==== Material provided ====
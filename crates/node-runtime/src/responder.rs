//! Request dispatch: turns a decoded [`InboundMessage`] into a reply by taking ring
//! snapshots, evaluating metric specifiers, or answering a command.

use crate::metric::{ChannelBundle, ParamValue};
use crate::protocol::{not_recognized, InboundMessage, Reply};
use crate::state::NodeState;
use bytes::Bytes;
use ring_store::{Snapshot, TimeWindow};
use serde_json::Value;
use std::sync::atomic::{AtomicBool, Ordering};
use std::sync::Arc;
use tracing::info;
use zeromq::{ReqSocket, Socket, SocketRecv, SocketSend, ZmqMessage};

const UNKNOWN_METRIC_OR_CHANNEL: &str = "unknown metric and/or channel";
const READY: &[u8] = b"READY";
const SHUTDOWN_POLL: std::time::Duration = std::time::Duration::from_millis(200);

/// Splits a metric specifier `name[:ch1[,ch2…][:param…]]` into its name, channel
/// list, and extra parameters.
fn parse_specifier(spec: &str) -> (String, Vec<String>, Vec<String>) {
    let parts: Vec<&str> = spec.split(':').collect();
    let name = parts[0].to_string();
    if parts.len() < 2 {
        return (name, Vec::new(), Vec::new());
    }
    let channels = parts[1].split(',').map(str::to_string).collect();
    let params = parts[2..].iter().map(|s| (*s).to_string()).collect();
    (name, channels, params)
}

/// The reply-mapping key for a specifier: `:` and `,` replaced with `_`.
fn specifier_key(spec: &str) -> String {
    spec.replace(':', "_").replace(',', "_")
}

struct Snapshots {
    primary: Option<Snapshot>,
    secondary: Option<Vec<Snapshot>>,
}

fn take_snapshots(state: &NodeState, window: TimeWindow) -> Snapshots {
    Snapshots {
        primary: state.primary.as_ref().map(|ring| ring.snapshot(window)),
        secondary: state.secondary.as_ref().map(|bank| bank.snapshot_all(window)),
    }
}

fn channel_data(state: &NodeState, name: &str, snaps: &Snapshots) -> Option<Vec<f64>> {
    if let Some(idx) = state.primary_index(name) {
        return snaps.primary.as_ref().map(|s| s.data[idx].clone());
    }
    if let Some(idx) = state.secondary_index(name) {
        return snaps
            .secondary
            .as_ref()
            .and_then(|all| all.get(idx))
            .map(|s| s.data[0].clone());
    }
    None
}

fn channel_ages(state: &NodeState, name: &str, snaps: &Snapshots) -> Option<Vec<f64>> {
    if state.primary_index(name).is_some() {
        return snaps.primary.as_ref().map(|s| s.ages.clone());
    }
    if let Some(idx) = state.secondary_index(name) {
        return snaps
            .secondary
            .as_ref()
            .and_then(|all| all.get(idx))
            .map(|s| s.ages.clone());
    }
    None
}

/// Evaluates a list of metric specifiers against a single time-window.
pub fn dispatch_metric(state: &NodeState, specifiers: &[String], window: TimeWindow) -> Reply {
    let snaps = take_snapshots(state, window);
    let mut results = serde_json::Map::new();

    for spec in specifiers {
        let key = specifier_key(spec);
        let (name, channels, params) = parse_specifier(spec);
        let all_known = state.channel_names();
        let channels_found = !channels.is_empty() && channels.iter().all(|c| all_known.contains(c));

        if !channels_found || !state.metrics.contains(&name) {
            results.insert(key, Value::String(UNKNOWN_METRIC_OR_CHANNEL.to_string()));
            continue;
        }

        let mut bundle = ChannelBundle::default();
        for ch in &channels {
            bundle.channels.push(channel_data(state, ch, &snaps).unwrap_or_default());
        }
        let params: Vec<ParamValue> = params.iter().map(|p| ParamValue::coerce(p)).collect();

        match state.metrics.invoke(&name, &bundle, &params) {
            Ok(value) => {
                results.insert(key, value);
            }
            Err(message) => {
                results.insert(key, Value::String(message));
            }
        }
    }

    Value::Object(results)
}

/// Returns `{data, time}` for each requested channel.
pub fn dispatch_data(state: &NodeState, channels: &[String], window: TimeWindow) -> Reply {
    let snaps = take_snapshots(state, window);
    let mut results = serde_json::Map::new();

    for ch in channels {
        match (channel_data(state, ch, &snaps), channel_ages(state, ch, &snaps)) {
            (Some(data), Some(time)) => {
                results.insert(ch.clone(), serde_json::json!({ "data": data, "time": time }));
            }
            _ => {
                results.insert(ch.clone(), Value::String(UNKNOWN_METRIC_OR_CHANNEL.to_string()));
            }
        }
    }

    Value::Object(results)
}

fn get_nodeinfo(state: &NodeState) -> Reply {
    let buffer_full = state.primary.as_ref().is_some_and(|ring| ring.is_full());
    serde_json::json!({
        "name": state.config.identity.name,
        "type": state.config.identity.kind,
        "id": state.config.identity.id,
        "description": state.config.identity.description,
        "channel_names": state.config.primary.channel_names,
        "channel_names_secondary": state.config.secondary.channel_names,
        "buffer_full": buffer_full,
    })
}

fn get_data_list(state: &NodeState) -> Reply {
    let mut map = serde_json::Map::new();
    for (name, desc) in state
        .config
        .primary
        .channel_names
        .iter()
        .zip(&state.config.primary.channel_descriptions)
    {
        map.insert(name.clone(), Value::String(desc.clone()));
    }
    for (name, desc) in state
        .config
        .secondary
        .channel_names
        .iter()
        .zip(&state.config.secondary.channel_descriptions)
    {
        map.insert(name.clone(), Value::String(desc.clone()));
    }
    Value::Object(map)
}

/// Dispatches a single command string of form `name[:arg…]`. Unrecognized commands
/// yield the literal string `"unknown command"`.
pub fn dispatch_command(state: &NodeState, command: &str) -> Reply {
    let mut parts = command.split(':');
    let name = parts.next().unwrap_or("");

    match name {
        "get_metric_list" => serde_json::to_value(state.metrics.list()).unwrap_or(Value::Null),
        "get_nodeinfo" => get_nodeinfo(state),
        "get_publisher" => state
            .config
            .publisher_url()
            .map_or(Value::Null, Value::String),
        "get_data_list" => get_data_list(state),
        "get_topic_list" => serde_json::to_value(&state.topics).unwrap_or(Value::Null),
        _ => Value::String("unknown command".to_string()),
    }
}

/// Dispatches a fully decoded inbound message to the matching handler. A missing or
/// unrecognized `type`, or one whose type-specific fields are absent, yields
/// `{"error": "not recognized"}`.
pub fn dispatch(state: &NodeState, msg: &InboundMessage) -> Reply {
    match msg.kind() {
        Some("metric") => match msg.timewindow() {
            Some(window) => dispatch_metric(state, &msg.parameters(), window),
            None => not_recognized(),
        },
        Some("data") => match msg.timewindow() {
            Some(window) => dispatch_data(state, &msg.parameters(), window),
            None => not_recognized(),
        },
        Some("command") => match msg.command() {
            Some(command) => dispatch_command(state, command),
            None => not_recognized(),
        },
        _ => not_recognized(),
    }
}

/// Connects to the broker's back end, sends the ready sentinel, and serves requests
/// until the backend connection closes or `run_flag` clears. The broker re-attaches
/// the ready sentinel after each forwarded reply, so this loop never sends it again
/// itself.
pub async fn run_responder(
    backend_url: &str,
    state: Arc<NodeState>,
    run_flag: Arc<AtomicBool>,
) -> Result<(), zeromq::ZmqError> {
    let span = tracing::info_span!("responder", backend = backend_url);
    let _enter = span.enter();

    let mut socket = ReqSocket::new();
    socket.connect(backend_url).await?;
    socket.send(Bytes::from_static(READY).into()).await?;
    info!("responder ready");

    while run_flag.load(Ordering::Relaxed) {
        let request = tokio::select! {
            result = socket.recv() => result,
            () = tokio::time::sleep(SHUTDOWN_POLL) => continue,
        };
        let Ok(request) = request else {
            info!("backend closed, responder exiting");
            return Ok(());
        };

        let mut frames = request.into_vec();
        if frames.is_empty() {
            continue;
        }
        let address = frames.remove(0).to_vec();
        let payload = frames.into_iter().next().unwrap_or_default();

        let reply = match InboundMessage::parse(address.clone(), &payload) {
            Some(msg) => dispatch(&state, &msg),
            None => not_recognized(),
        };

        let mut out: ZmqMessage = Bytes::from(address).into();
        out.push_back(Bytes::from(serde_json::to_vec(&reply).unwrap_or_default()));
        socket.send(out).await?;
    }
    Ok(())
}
====
* **Brief**: Count the lines of the data that contain the string "const", and reply with that number alone.

* **Answer**: 3